Bhubaneswar: Though the Odisha government accorded state funeral to COVID warriors who died during novel coronavirus-related duties, and announced ex-gratia for the bereaved families, a teachers’ association has said that the government is yet to provide financial assistance to the families of teachers, who died during the course of their work.
Almost 40 per cent of COVID warriors were school teachers who died while performing novel coronavirus-related duties in COVID care centres, COVID care homes, and temporary medical camps (TMC) housed in local schools, Odisha Secondary School Teacher Association (OSSTA) secretary Prakash Mohanty said.
The state government had in April announced an ex-gratia of Rs 50 lakh for families of all frontline workers –doctors and other health care professionals — who die of the virus while deployed for COVID-19 duties.
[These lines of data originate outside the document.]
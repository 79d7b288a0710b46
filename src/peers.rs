use std::{
    collections::HashMap,
    error, fmt, fs, io,
    net::{IpAddr, Ipv4Addr, Ipv6Addr, SocketAddr},
    str::FromStr,
};

/// Maps private tunnel-side addresses to the public UDP endpoints of their peers.
/// Populated once at startup and read-only afterwards.
#[derive(Default)]
pub struct PeerTable {
    v4: HashMap<Ipv4Addr, SocketAddr>,
    v6: HashMap<Ipv6Addr, SocketAddr>,
}

impl PeerTable {
    pub fn new() -> PeerTable {
        PeerTable::default()
    }

    pub fn load(path: &str) -> Result<PeerTable, PeerError> {
        let text = fs::read_to_string(path)?;
        Self::parse(&text)
    }

    /// Parses records in the `<private-ip> <public-ip>:<port>` format, one per line.
    pub fn parse(text: &str) -> Result<PeerTable, PeerError> {
        let mut table = PeerTable::new();
        for (i, line) in text.lines().enumerate() {
            let line_number = i + 1;
            let line = match line.split_once('#') {
                Some((record, _comment)) => record,
                None => line,
            }
            .trim();
            if line.is_empty() {
                continue;
            }
            let mut fields = line.split_whitespace();
            let (private_addr, public_addr) = match (fields.next(), fields.next(), fields.next()) {
                (Some(private_addr), Some(public_addr), None) => (private_addr, public_addr),
                _ => return Err(PeerError::Parse(line_number, "Expected two fields")),
            };
            let private_addr = IpAddr::from_str(private_addr)
                .map_err(|_| PeerError::Parse(line_number, "Invalid private IP address"))?;
            let public_addr = SocketAddr::from_str(public_addr)
                .map_err(|_| PeerError::Parse(line_number, "Invalid public socket address"))?;
            table.insert(private_addr, public_addr)?;
        }
        Ok(table)
    }

    pub fn insert(&mut self, private_addr: IpAddr, public_addr: SocketAddr) -> Result<(), PeerError> {
        let duplicate = match (private_addr, public_addr) {
            (IpAddr::V4(private_addr), SocketAddr::V4(_)) => {
                self.v4.insert(private_addr, public_addr).is_some()
            }
            (IpAddr::V6(private_addr), SocketAddr::V6(_)) => {
                self.v6.insert(private_addr, public_addr).is_some()
            }
            _ => return Err(PeerError::FamilyMismatch(private_addr, public_addr)),
        };
        if duplicate {
            Err(PeerError::Duplicate(private_addr))
        } else {
            Ok(())
        }
    }

    pub fn lookup_v4(&self, private_addr: Ipv4Addr) -> Option<SocketAddr> {
        self.v4.get(&private_addr).copied()
    }

    pub fn lookup_v6(&self, private_addr: Ipv6Addr) -> Option<SocketAddr> {
        self.v6.get(&private_addr).copied()
    }

    pub fn lookup(&self, private_addr: IpAddr) -> Option<SocketAddr> {
        match private_addr {
            IpAddr::V4(private_addr) => self.lookup_v4(private_addr),
            IpAddr::V6(private_addr) => self.lookup_v6(private_addr),
        }
    }

    pub fn len(&self) -> usize {
        self.v4.len() + self.v6.len()
    }

    pub fn is_empty(&self) -> bool {
        self.len() == 0
    }
}

#[derive(Debug)]
pub enum PeerError {
    Parse(usize, &'static str),
    Duplicate(IpAddr),
    FamilyMismatch(IpAddr, SocketAddr),
    Io(io::Error),
}

impl fmt::Display for PeerError {
    fn fmt(&self, f: &mut fmt::Formatter) -> fmt::Result {
        match self {
            Self::Parse(line, msg) => write!(f, "Line {line}: {msg}"),
            Self::Duplicate(addr) => write!(f, "Duplicate peer for private address {addr}"),
            Self::FamilyMismatch(private_addr, public_addr) => write!(
                f,
                "Private address {private_addr} and public address {public_addr} have different families"
            ),
            Self::Io(e) => write!(f, "IO error: {e}"),
        }
    }
}

impl error::Error for PeerError {
    fn source(&self) -> Option<&(dyn error::Error + 'static)> {
        match self {
            Self::Parse(_, _) | Self::Duplicate(_) | Self::FamilyMismatch(_, _) => None,
            Self::Io(err) => Some(err),
        }
    }
}

impl From<io::Error> for PeerError {
    fn from(err: io::Error) -> PeerError {
        Self::Io(err)
    }
}

#[cfg(test)]
mod tests {
    use super::*;

    #[test]
    fn parse_records_with_comments() {
        let table = PeerTable::parse(
            "# private public\n\
             10.0.0.2 192.0.2.10:5000\n\
             \n\
             10.0.0.3   192.0.2.11:5001   # second peer\n\
             fd00::2 [2001:db8::10]:5000\n",
        )
        .unwrap();
        assert_eq!(table.len(), 3);
        assert_eq!(
            table.lookup_v4(Ipv4Addr::new(10, 0, 0, 3)),
            Some(SocketAddr::from_str("192.0.2.11:5001").unwrap())
        );
        assert_eq!(
            table.lookup(IpAddr::from_str("fd00::2").unwrap()),
            Some(SocketAddr::from_str("[2001:db8::10]:5000").unwrap())
        );
        assert_eq!(table.lookup_v4(Ipv4Addr::new(10, 0, 0, 4)), None);
    }

    #[test]
    fn reject_duplicate_private_address() {
        let result = PeerTable::parse("10.0.0.2 192.0.2.10:5000\n10.0.0.2 192.0.2.11:5000\n");
        assert!(matches!(result, Err(PeerError::Duplicate(_))));
    }

    #[test]
    fn reject_family_mismatch() {
        let result = PeerTable::parse("10.0.0.2 [2001:db8::10]:5000\n");
        assert!(matches!(result, Err(PeerError::FamilyMismatch(_, _))));
    }

    #[test]
    fn reject_malformed_lines() {
        assert!(matches!(
            PeerTable::parse("10.0.0.2\n"),
            Err(PeerError::Parse(1, _))
        ));
        assert!(matches!(
            PeerTable::parse("# header\n10.0.0.2 192.0.2.10\n"),
            Err(PeerError::Parse(2, _))
        ));
        assert!(matches!(
            PeerTable::parse("10.0.0.x 192.0.2.10:5000\n"),
            Err(PeerError::Parse(1, _))
        ));
        assert!(matches!(
            PeerTable::parse("10.0.0.2 192.0.2.10:5000 extra\n"),
            Err(PeerError::Parse(1, _))
        ));
    }

    #[test]
    fn empty_table() {
        let table = PeerTable::parse("# nothing here\n\n").unwrap();
        assert!(table.is_empty());
    }
}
Of the 27 frontline workers who succumbed to the viral infection while on duty, 11 were school teachers in Ganjam district, the state’s coronavirus hotspot.
“We have met senior government officers several times and demanded adequate compensation for the families of the teachers as given to health workers and others. But the government is yet to make any announcement in this regard,” Mohanty told PTI.
The teachers, posted as in-charge of temporary medical centres, mostly got infected while dealing with migrant workers who had returned from across the country, he said.
“Even now many teachers are engaged in COVID-19 management. They were not trained before deployment in COVID care facilities,” Mohanty said.
The teachers are also working in containment zones to collect data and swab samples.
Asked about the reason behind the high fatality rate among teachers, Mohanty said, “health workers have experience in handling a medical crisis, but not teachers. The teachers should be given a training on basic techniques to deal with a pandemic”.
“We have not received any financial assistance from the state government. We have not even got the salary of my husband for the last two months,” said Bharati Sethi, wife of KC Sethi, a teacher who died of COVID-19 while on duty in Ganjam district.
Mamata Sahu, the wife of another teacher said who died during the course of work said, “The government should provide a job to a family member as my husband was the sole breadwinner.”
Chief Minister Naveen Patnaik had asked the authorities to clear all dues of COVID warriors in time.
“However, nobody pays attention to the affected teachers’ families”, Mohanty alleged.
To fight against novel coronavirus, over 2 lakh corona warriors have been engaged across the state till date, sources said.
Not only health workers but also teachers, police, accredited social health activists (ASHA), Anganwadi workers, women self-help groups (WSHG), panchayat raj institution (PRI) personnel and others have been deployed to work among the infected persons, they said.